With todays further falls, I had the opportunity to do some tidying up and tax optimisation. As many of you know, I originally funded my account with stocks rather than cash, to avoid paying the CGT bill. The largest position was a long in the IDVY European dividend ETF. To hedge this, and ensure the account p&l is as close as possible to pure futures, I had a fixed short position in Eurostoxx (which I wouldn't otherwise trade). Today the IDVY price finally fell below my original cost price, allowing me to close it and crystallise a loss. This will reduce my CGT bill somewhat this year. At the same time I took off most of my Eurostoxx hedge. There is still a ragbag of other ETFs in the account worth about 50K, against which I still have a short 2 contract Eurostoxx hedge. This is a pretty imperfect hedge by now, but it doesn't seem a bad idea to be slightly shorter equities than I would otherwise be. The account is now very rich in cash (~370k out of 420K account value); especially as due to extreme vol my futures positions are small, so the excess liquidity was around 320K. I've spent about 100 grand of this on a short term US bond ETF, as a sort of cash proxy which doesn't count towards deposit insurance limits and gives me a little bit of yield, as well as acting as more of a diversified for the stocks I still hold elsewhere. I would buy more, but IB isn't allowing me to borrow against this position. This makes my account a little more like a normal CTA, which would buy T-bills with their excess cash. In other news, my trading account has hit HWM today, up about 3.5% since Fridays close. My long only portfolio is, naturally, another story. GAT
It's not often that you see somebody happily reporting a loss on a closed position. But hey, if it helps to reduce taxes then it is a win.

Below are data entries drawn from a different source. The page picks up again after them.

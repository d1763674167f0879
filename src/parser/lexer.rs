// Lexical helpers for the encoding shorthand

use nom::{
    branch::alt,
    bytes::complete::{take_while, take_while1},
    character::complete::{char, multispace0},
    combinator::map,
    sequence::delimited,
    IResult,
};

/// Wrap a parser so it skips surrounding whitespace
pub fn ws<'a, F, O>(inner: F) -> impl FnMut(&'a str) -> IResult<&'a str, O>
where
    F: FnMut(&'a str) -> IResult<&'a str, O>,
{
    delimited(multispace0, inner, multispace0)
}

/// Bare field name: letters, digits and underscores in any script
pub fn identifier(input: &str) -> IResult<&str, String> {
    map(
        take_while1(|c: char| c.is_alphanumeric() || c == '_'),
        |s: &str| s.to_string(),
    )(input)
}

/// Double-quoted string, no escapes
pub fn string_literal(input: &str) -> IResult<&str, String> {
    map(
        delimited(char('"'), take_while(|c: char| c != '"'), char('"')),
        |s: &str| s.to_string(),
    )(input)
}

/// Field name, bare or quoted (quoted names may hold spaces and punctuation)
pub fn field_name(input: &str) -> IResult<&str, String> {
    alt((string_literal, identifier))(input)
}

Thanks for the update Rob! Quick question, where does the above come from? I was looking to do something similar, but couldn't find the info. By deposit insurance limits, do you mean those $250K that FDIC insures or is there a different thing in the UK? I'm up 24% since I started (early February) which is absolutely wild. With the new capital, I'm now working on adding 2 more instruments, Lean hog and GBP. I'm mostly following the blog post from Rob (https://qoppac.blogspot.com/2016/03/diversification-and-small-account-size.html) on determining what to add, plus some cost factors of my own. I'm also keeping a small buffer, since I know that the reversal of this trend down will be painful
Are you getting involved in any of the bright red spots in fixed income? Like the forward-forward in long/ultralong, for example or bond basis.
It's a UK insurance scheme (although I use IB, it's via the UK regulated arm) equivalent to FDIC, but only covers up to £85k GAT
Be aware though that the value volatility of the instruments is rather different these days than what they were in 2016.